■ **Prompt**
Copy out every line from the records that includes "HarvestOptions".

Saved entries:
::::::::
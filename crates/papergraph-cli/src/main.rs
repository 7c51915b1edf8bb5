use std::path::PathBuf;
use std::time::Instant;

use anyhow::Result;
use clap::Parser;
use tracing::debug;
use tracing_subscriber::EnvFilter;

use papergraph_core::{CoreError, ExitCode, HarvestConfig};
use papergraph_science::{HarvestOptions, HarvestReport, Harvester, ScienceError};

// ─── CLI Definition ─────────────────────────────────────────────────────────

#[derive(Parser)]
#[command(
    name = "papergraph",
    about = "Build a citation graph from seed titles and harvest open-access PDFs",
    version,
    long_about = None
)]
struct Cli {
    /// Also register other papers by the seed papers' authors.
    #[arg(short, long)]
    authors: bool,

    /// File of already-acquired keys, one per line.
    #[arg(short, long, value_name = "PATH")]
    crawled: Option<PathBuf>,

    /// Download PDFs for every registered paper.
    #[arg(short, long)]
    download: bool,

    /// Worker count for metadata lookups and downloads.
    #[arg(short = 'n', long)]
    num_workers: Option<usize>,

    /// Retry failed downloads through the configured SOCKS relay.
    #[arg(short, long)]
    proxy: bool,

    /// Rebuild the graph even if all_papers.json already exists.
    #[arg(short, long)]
    redo: bool,

    /// Config file (defaults to PAPERGRAPH_CONFIG or ~/.config/papergraph/config.toml).
    #[arg(long, value_name = "PATH")]
    config: Option<PathBuf>,

    /// Print the run report as JSON.
    /// Also enabled by setting PAPERGRAPH_JSON=1.
    #[arg(long)]
    json: bool,
}

#[tokio::main]
async fn main() {
    tracing_subscriber::fmt()
        .with_env_filter(
            EnvFilter::try_from_default_env().unwrap_or_else(|_| EnvFilter::new("papergraph=info")),
        )
        .with_writer(std::io::stderr)
        .init();

    let cli = Cli::parse();
    let json_output = cli.json || std::env::var("PAPERGRAPH_JSON").as_deref() == Ok("1");

    let code = match run(cli, json_output).await {
        Ok(()) => ExitCode::Success,
        Err(err) => {
            if json_output {
                let _ = print_json(&serde_json::json!({
                    "status": "error",
                    "message": format!("{err:#}"),
                }));
            } else {
                eprintln!("Error: {err:#}");
            }
            exit_code(&err)
        }
    };
    std::process::exit(code as i32);
}

async fn run(cli: Cli, json_output: bool) -> Result<()> {
    let start = Instant::now();
    let config_path = cli.config.clone().unwrap_or_else(HarvestConfig::config_path);
    let config = HarvestConfig::load_from(&config_path)?;
    debug!(config = %config_path.display(), workers = config.workers, "config loaded");

    let options = HarvestOptions {
        include_authors: cli.authors,
        crawled: cli.crawled,
        download: cli.download,
        workers: cli.num_workers.unwrap_or(config.workers),
        proxy: cli.proxy,
        redo: cli.redo,
    };
    if options.workers == 0 {
        return Err(CoreError::Config("--num-workers must be at least 1".to_string()).into());
    }

    let harvester = Harvester::from_config(&config, &options)?;
    let report = harvester.run(&options).await?;
    let dur = start.elapsed().as_millis();

    if json_output {
        print_json(&serde_json::json!({
            "status": "ok",
            "data": report,
            "meta": { "duration_ms": dur }
        }))?;
    } else {
        print_summary(&report);
    }
    Ok(())
}

fn print_summary(report: &HarvestReport) {
    if let Some(graph) = &report.graph {
        println!(
            "Seeds matched: {}/{}  (+{} from edges, +{} from authors)",
            graph.seeds_matched, graph.seeds, graph.from_edges, graph.from_authors
        );
        if !graph.patterns_learned.is_empty() {
            println!("URL patterns learned: {}", graph.patterns_learned.join(", "));
        }
    }
    if let Some(acquisition) = &report.acquisition {
        println!(
            "Downloaded: {}  failed: {}  skipped: {}",
            acquisition.acquired.len(),
            acquisition.failed.len(),
            acquisition.already_acquired
        );
    }
    println!(
        "Papers: {}  Authors: {}  URL patterns: {}",
        report.papers, report.authors, report.url_patterns
    );
}

fn exit_code(err: &anyhow::Error) -> ExitCode {
    let core = err.downcast_ref::<CoreError>().or_else(|| match err.downcast_ref::<ScienceError>() {
        Some(ScienceError::State(inner)) => Some(inner),
        _ => None,
    });
    match core {
        Some(CoreError::Config(_)) | Some(CoreError::TomlParse(_)) => ExitCode::InvalidArgs,
        Some(_) => ExitCode::StateError,
        None => ExitCode::GeneralError,
    }
}

fn print_json(val: &serde_json::Value) -> Result<()> {
    println!("{}", serde_json::to_string_pretty(val)?);
    Ok(())
}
::::::::
■ **Output below**
use papergraph_science::{HarvestOptions, HarvestReport, Harvester, ScienceError};
    let options = HarvestOptions {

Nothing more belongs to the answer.